#### Source data:
//! Attach, report, detach.
//!
//! [`run_filter`] is the whole life of one filter: it attaches through a
//! [`FilterLifecycle`], runs the report loop on its own task, waits for either
//! a shutdown signal or the loop ending by itself, and then detaches exactly
//! once. The lifecycle's `Drop` covers any path that leaves early.
//!
//! Detach never waits on the report output. A reader that stopped reading
//! can hold the report task for at most [`DRAIN_TIMEOUT`].

use std::future::Future;
use std::io;
use std::time::Duration;

use tokio::io::{AsyncWrite, AsyncWriteExt};
use tokio_util::sync::CancellationToken;
use udpfilter_core::error::{DriverError, LifecycleError};
use udpfilter_engine::{
    EngineConfig, FilterLifecycle, PlatformDriver, ReportOutcome, ReportSettings, Reporter,
};

use crate::exit::Termination;
use crate::metrics_server::set_filter_attached;

/// How long the report task and the detach confirmation may block on output.
pub const DRAIN_TIMEOUT: Duration = Duration::from_secs(1);

/// What stopped the report loop.
#[derive(Debug)]
pub enum StopCause {
    /// A termination signal arrived.
    Signal(&'static str),
    /// The report output was closed.
    OutputClosed,
    /// Writing the report failed or the report task died.
    ReportFailed(io::Error),
    /// The shutdown future failed, e.g. signal handlers were unavailable.
    SignalSetupFailed(String),
}

/// Result of [`serve`].
#[derive(Debug)]
pub struct ServeReport<W> {
    pub cause: StopCause,
    /// Outcome of the single detach performed after the loop stopped.
    pub detached: Result<bool, LifecycleError>,
    /// The output stream, handed back unless the report task died or stalled.
    pub out: Option<W>,
}

enum Trigger<J> {
    Shutdown(anyhow::Result<&'static str>),
    ReportEnded(J),
}

/// Report counters until `shutdown` resolves or the output closes, then detach.
pub async fn serve<D, W, F>(
    lifecycle: &mut FilterLifecycle<D>,
    counters: D::Counters,
    settings: ReportSettings,
    out: W,
    shutdown: F,
) -> ServeReport<W>
where
    D: PlatformDriver,
    W: AsyncWrite + Unpin + Send + 'static,
    F: Future<Output = anyhow::Result<&'static str>>,
{
    let cancel = CancellationToken::new();
    let task_cancel = cancel.clone();
    let mut task = tokio::spawn(async move {
        let mut out = out;
        let mut reporter = Reporter::new(counters, settings);
        let result = reporter.run(&mut out, task_cancel).await;
        (out, result)
    });

    let trigger = tokio::select! {
        signal = shutdown => Trigger::Shutdown(signal),
        joined = &mut task => Trigger::ReportEnded(joined),
    };

    let (cause, detached, joined) = match trigger {
        Trigger::Shutdown(signal) => {
            let cause = match signal {
                Ok(name) => {
                    tracing::info!(signal = name, "shutdown signal received");
                    StopCause::Signal(name)
                }
                Err(e) => {
                    tracing::error!(error = %e, "signal handling unavailable");
                    StopCause::SignalSetupFailed(e.to_string())
                }
            };
            cancel.cancel();
            // 출력이 막혀 있어도 detach는 먼저
            let detached = detach(lifecycle);
            let joined = match tokio::time::timeout(DRAIN_TIMEOUT, &mut task).await {
                Ok(joined) => Some(joined),
                Err(_) => {
                    tracing::warn!("report task did not stop in time, aborting");
                    task.abort();
                    None
                }
            };
            (cause, detached, joined)
        }
        Trigger::ReportEnded(joined) => {
            let cause = match &joined {
                Ok((_, Ok(ReportOutcome::OutputClosed))) => StopCause::OutputClosed,
                Ok((_, Ok(ReportOutcome::Cancelled))) => {
                    StopCause::ReportFailed(io::Error::other("report loop cancelled unexpectedly"))
                }
                Ok((_, Err(e))) => StopCause::ReportFailed(io::Error::new(e.kind(), e.to_string())),
                Err(e) => StopCause::ReportFailed(io::Error::other(e.to_string())),
            };
            (cause, detach(lifecycle), Some(joined))
        }
    };

    let out = match joined {
        Some(Ok((out, Ok(_)))) => Some(out),
        Some(Ok((out, Err(e)))) => {
            tracing::warn!(error = %e, "report output failed");
            Some(out)
        }
        Some(Err(e)) => {
            tracing::error!(error = %e, "report task failed");
            None
        }
        None => None,
    };

    ServeReport {
        cause,
        detached,
        out,
    }
}

fn detach<D: PlatformDriver>(lifecycle: &mut FilterLifecycle<D>) -> Result<bool, LifecycleError> {
    let detached = lifecycle.detach();
    set_filter_attached(false);
    detached
}

/// Attach `driver` to `interface`, report to `out` and detach on the way out.
///
/// Errors are printed to stderr. The detach confirmation goes to `out`.
pub async fn run_filter<D, W, F>(
    driver: D,
    interface: &str,
    config: &EngineConfig,
    out: W,
    shutdown: F,
) -> Termination
where
    D: PlatformDriver,
    W: AsyncWrite + Unpin + Send + 'static,
    F: Future<Output = anyhow::Result<&'static str>>,
{
    let mut lifecycle = FilterLifecycle::new(driver, interface, config.program.clone());

    let counters = match lifecycle.attach() {
        Ok(counters) => counters,
        Err(e) => {
            report_attach_failure(&e);
            return Termination::AttachFailed;
        }
    };
    set_filter_attached(true);

    let report = serve(&mut lifecycle, counters, config.report, out, shutdown).await;

    match report.detached {
        Ok(true) => {
            if let Some(mut out) = report.out {
                let line = format!("Removed XDP from {interface}\n");
                // 출력이 이미 닫혔거나 멈췄을 수 있음
                let confirm = async {
                    out.write_all(line.as_bytes()).await?;
                    out.flush().await
                };
                if tokio::time::timeout(DRAIN_TIMEOUT, confirm).await.is_err() {
                    tracing::warn!("detach confirmation not written, output stalled");
                }
            }
        }
        Ok(false) => {}
        Err(e) => {
            tracing::error!(error = %e, "detach failed");
            eprintln!("Failed to remove XDP from {interface}: {}", detach_cause(&e));
        }
    }

    match report.cause {
        StopCause::Signal(_) => Termination::Signal,
        StopCause::OutputClosed => Termination::OutputClosed,
        StopCause::ReportFailed(e) => {
            eprintln!("Failed to write report: {e}");
            Termination::Runtime
        }
        StopCause::SignalSetupFailed(reason) => {
            eprintln!("{reason}");
            Termination::Runtime
        }
    }
}

/// Report that this platform has no XDP hook to attach to.
pub fn report_unsupported_platform(interface: &str) -> Termination {
    let err = LifecycleError::Attachment {
        interface: interface.to_owned(),
        source: DriverError::Unsupported("XDP is only supported on Linux".to_owned()),
    };
    report_attach_failure(&err);
    Termination::AttachFailed
}

fn report_attach_failure(err: &LifecycleError) {
    tracing::error!(error = %err, "filter attach failed");
    match err {
        LifecycleError::Attachment { source, .. } if source.is_load_failure() => {
            eprintln!("Failed to load xdp prog: {source}");
        }
        LifecycleError::Attachment { source, .. } => {
            eprintln!("Failed to attach xdp prog: {source}");
        }
        other => eprintln!("Failed to attach xdp prog: {other}"),
    }
}

fn detach_cause(err: &LifecycleError) -> String {
    match err {
        LifecycleError::Detachment { source, .. } => source.to_string(),
        other => other.to_string(),
    }
}

#[cfg(test)]
mod tests {
    use super::*;
    use std::time::Duration;

    use udpfilter_engine::{ProgramSpec, SoftwareDriver};

    fn settings() -> ReportSettings {
        ReportSettings {
            interval: Duration::from_millis(5),
            only_changed: false,
        }
    }

    #[tokio::test]
    async fn serve_detaches_once_on_shutdown() {
        let driver = SoftwareDriver::new();
        let hook = driver.hook();
        let mut lifecycle = FilterLifecycle::new(driver, "veth0", ProgramSpec::default());
        let counters = lifecycle.attach().unwrap();

        let report = serve(&mut lifecycle, counters, settings(), Vec::new(), async {
            tokio::time::sleep(Duration::from_millis(20)).await;
            Ok("SIGINT")
        })
        .await;

        assert!(matches!(report.cause, StopCause::Signal("SIGINT")));
        assert!(report.detached.unwrap());
        assert!(!hook.is_attached());
        assert_eq!(hook.detach_calls(), 1);

        let text = String::from_utf8(report.out.unwrap()).unwrap();
        assert!(text.starts_with("Passing packets, hit CTRL+C to stop"));
    }

    #[tokio::test]
    async fn serve_treats_signal_setup_error_as_stop() {
        let driver = SoftwareDriver::new();
        let hook = driver.hook();
        let mut lifecycle = FilterLifecycle::new(driver, "veth0", ProgramSpec::default());
        let counters = lifecycle.attach().unwrap();

        let report = serve(&mut lifecycle, counters, settings(), Vec::new(), async {
            Err(anyhow::anyhow!("failed to install SIGTERM handler"))
        })
        .await;

        assert!(matches!(report.cause, StopCause::SignalSetupFailed(_)));
        assert!(report.detached.unwrap());
        assert!(!hook.is_attached());
    }

    #[tokio::test]
    async fn run_filter_reports_attach_failure() {
        let driver = SoftwareDriver::new();
        let hook = driver.hook();
        hook.fail_next_attach("no such device");

        let termination = run_filter(
            driver,
            "missing0",
            &EngineConfig::default(),
            Vec::new(),
            std::future::pending(),
        )
        .await;

        assert_eq!(termination, Termination::AttachFailed);
        assert_eq!(hook.detach_calls(), 0);
    }

    #[tokio::test]
    async fn run_filter_detaches_when_signal_beats_attach() {
        // 시그널이 attach 완료 전에 이미 도착해 있던 경우
        let driver = SoftwareDriver::new();
        let hook = driver.hook();

        let termination = run_filter(
            driver,
            "veth0",
            &EngineConfig::default(),
            Vec::new(),
            std::future::ready(Ok("SIGTERM")),
        )
        .await;

        assert_eq!(termination, Termination::Signal);
        assert_eq!(hook.attach_calls(), 1);
        assert_eq!(hook.detach_calls(), 1);
        assert!(!hook.is_attached());
    }

    #[test]
    fn unsupported_platform_is_an_attach_failure() {
        assert_eq!(
            report_unsupported_platform("eth0"),
            Termination::AttachFailed
        );
        let err = DriverError::Unsupported("XDP is only supported on Linux".to_owned());
        assert!(err.is_load_failure());
    }

    #[test]
    fn detach_cause_unwraps_driver_error() {
        let err = LifecycleError::Detachment {
            interface: "veth0".to_owned(),
            source: DriverError::Detach("device gone".to_owned()),
        };
        assert!(detach_cause(&err).contains("device gone"));
    }
}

#### What you have to do:
Show every line from the entries that includes the word "counters".

#### Answer box:
/// Report counters until `shutdown` resolves or the output closes, then detach.
    counters: D::Counters,
        let mut reporter = Reporter::new(counters, settings);
    let counters = match lifecycle.attach() {
        Ok(counters) => counters,
    let report = serve(&mut lifecycle, counters, config.report, out, shutdown).await;
        let counters = lifecycle.attach().unwrap();
        let report = serve(&mut lifecycle, counters, settings(), Vec::new(), async {
        let counters = lifecycle.attach().unwrap();
        let report = serve(&mut lifecycle, counters, settings(), Vec::new(), async {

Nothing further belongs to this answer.